### Task objective
Output only the lines below from the one containing "and not reported." to the one containing "use super::*;", exactly as written, both ends kept.

[Stored data]
//! Generic traversal over expression trees.
//!
//! [`Expr::map_children`] rebuilds one level of a node from transformed
//! children; transforms recurse by calling it from their own match arms and
//! only special-case the node kinds they care about.

use crate::expr::{Expr, Lambda, Param, ParamId};

impl Expr {
    /// Rebuild this node with every direct child replaced by `f(child)`.
    ///
    /// Leaves (`Param`, `Lit`) are cloned. For `Lambda` nodes the body is the
    /// only child; declared parameters are kept as they are. Children are
    /// visited in evaluation order.
    pub fn map_children(&self, mut f: impl FnMut(&Expr) -> Expr) -> Expr {
        match self {
            Expr::Param(_) | Expr::Lit(_) => self.clone(),
            Expr::Member { object, name, ty } => Expr::Member {
                object: Box::new(f(object)),
                name: name.clone(),
                ty: ty.clone(),
            },
            Expr::Unary { op, operand, ty } => Expr::Unary {
                op: *op,
                operand: Box::new(f(operand)),
                ty: ty.clone(),
            },
            Expr::Binary { op, lhs, rhs, ty } => {
                let lhs = f(lhs);
                let rhs = f(rhs);
                Expr::Binary {
                    op: *op,
                    lhs: Box::new(lhs),
                    rhs: Box::new(rhs),
                    ty: ty.clone(),
                }
            }
            Expr::Call { func, args, ty } => Expr::Call {
                func: *func,
                args: args.iter().map(&mut f).collect(),
                ty: ty.clone(),
            },
            Expr::If {
                cond,
                then_branch,
                else_branch,
                ty,
            } => {
                let cond = f(cond);
                let then_branch = f(then_branch);
                let else_branch = f(else_branch);
                Expr::If {
                    cond: Box::new(cond),
                    then_branch: Box::new(then_branch),
                    else_branch: Box::new(else_branch),
                    ty: ty.clone(),
                }
            }
            Expr::Construct { ty, fields } => Expr::Construct {
                ty: ty.clone(),
                fields: fields
                    .iter()
                    .map(|(name, value)| (name.clone(), f(value)))
                    .collect(),
            },
            Expr::Tuple(elems) => Expr::Tuple(elems.iter().map(&mut f).collect()),
            Expr::List { elem_ty, elements } => Expr::List {
                elem_ty: elem_ty.clone(),
                elements: elements.iter().map(&mut f).collect(),
            },
            Expr::Lambda(lambda) => Expr::Lambda(Box::new(Lambda {
                params: lambda.params.clone(),
                body: f(&lambda.body),
            })),
            Expr::Invoke { callee, args, ty } => {
                let callee = f(callee);
                Expr::Invoke {
                    callee: Box::new(callee),
                    args: args.iter().map(&mut f).collect(),
                    ty: ty.clone(),
                }
            }
        }
    }

    /// Visit every direct child in evaluation order.
    pub fn for_each_child<'a>(&'a self, mut f: impl FnMut(&'a Expr)) {
        match self {
            Expr::Param(_) | Expr::Lit(_) => {}
            Expr::Member { object, .. } => f(object),
            Expr::Unary { operand, .. } => f(operand),
            Expr::Binary { lhs, rhs, .. } => {
                f(lhs);
                f(rhs);
            }
            Expr::Call { args, .. } => args.iter().for_each(f),
            Expr::If {
                cond,
                then_branch,
                else_branch,
                ..
            } => {
                f(cond);
                f(then_branch);
                f(else_branch);
            }
            Expr::Construct { fields, .. } => fields.iter().for_each(|(_, v)| f(v)),
            Expr::Tuple(elems) => elems.iter().for_each(f),
            Expr::List { elements, .. } => elements.iter().for_each(f),
            Expr::Lambda(lambda) => f(&lambda.body),
            Expr::Invoke { callee, args, .. } => {
                f(callee);
                args.iter().for_each(f);
            }
        }
    }
}

/// Parameters referenced freely in `expr`, once each, in order of first
/// reference.
///
/// References to parameters declared by a nested lambda inside `expr` are
/// bound there and not reported.
pub fn referenced_params(expr: &Expr) -> Vec<&Param> {
    let mut refs = Vec::new();
    let mut bound = Vec::new();
    collect_refs(expr, &mut bound, &mut refs);
    refs
}

fn collect_refs<'a>(expr: &'a Expr, bound: &mut Vec<ParamId>, refs: &mut Vec<&'a Param>) {
    match expr {
        Expr::Param(p) => {
            if !bound.contains(&p.id) && !refs.iter().any(|r| r.id == p.id) {
                refs.push(p);
            }
        }
        Expr::Lambda(lambda) => {
            let depth = bound.len();
            bound.extend(lambda.params.iter().map(|p| p.id));
            collect_refs(&lambda.body, bound, refs);
            bound.truncate(depth);
        }
        _ => expr.for_each_child(|child| collect_refs(child, bound, refs)),
    }
}

#[cfg(test)]
mod tests {
    use super::*;
    use crate::expr::{BinOp, Builtin};
    use crate::ty::Ty;

    #[test]
    fn map_children_rebuilds_one_level() {
        let a = Param::new("a", Ty::int());
        let e = Expr::binary(BinOp::Mul, Expr::param(&a), Expr::int(3));
        let doubled = e.map_children(|c| Expr::binary(BinOp::Add, c.clone(), c.clone()));
        assert_eq!(doubled.to_string(), "((a + a) * (3 + 3))");
        assert_eq!(doubled.ty(), Ty::int());
    }

    #[test]
    fn referenced_params_skips_nested_bindings() {
        let xs = Param::new("xs", Ty::list(Ty::int()));
        let limit = Param::new("limit", Ty::int());
        let x = Param::new("x", Ty::int());
        let pred = Lambda::new(
            vec![x.clone()],
            Expr::binary(BinOp::Gt, Expr::param(&x), Expr::param(&limit)),
        );
        let body = Expr::call(Builtin::Any, vec![Expr::param(&xs), Expr::lambda(pred)]);
        let refs: Vec<&str> = referenced_params(&body)
            .into_iter()
            .map(|p| p.name.as_str())
            .collect();
        assert_eq!(refs, ["xs", "limit"]);
    }
}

### Answer to this exercise
/// bound there and not reported.
pub fn referenced_params(expr: &Expr) -> Vec<&Param> {
    let mut refs = Vec::new();
    let mut bound = Vec::new();
    collect_refs(expr, &mut bound, &mut refs);
    refs
}

fn collect_refs<'a>(expr: &'a Expr, bound: &mut Vec<ParamId>, refs: &mut Vec<&'a Param>) {
    match expr {
        Expr::Param(p) => {
            if !bound.contains(&p.id) && !refs.iter().any(|r| r.id == p.id) {
                refs.push(p);
            }
        }
        Expr::Lambda(lambda) => {
            let depth = bound.len();
            bound.extend(lambda.params.iter().map(|p| p.id));
            collect_refs(&lambda.body, bound, refs);
            bound.truncate(depth);
        }
        _ => expr.for_each_child(|child| collect_refs(child, bound, refs)),
    }
}

#[cfg(test)]
mod tests {
    use super::*;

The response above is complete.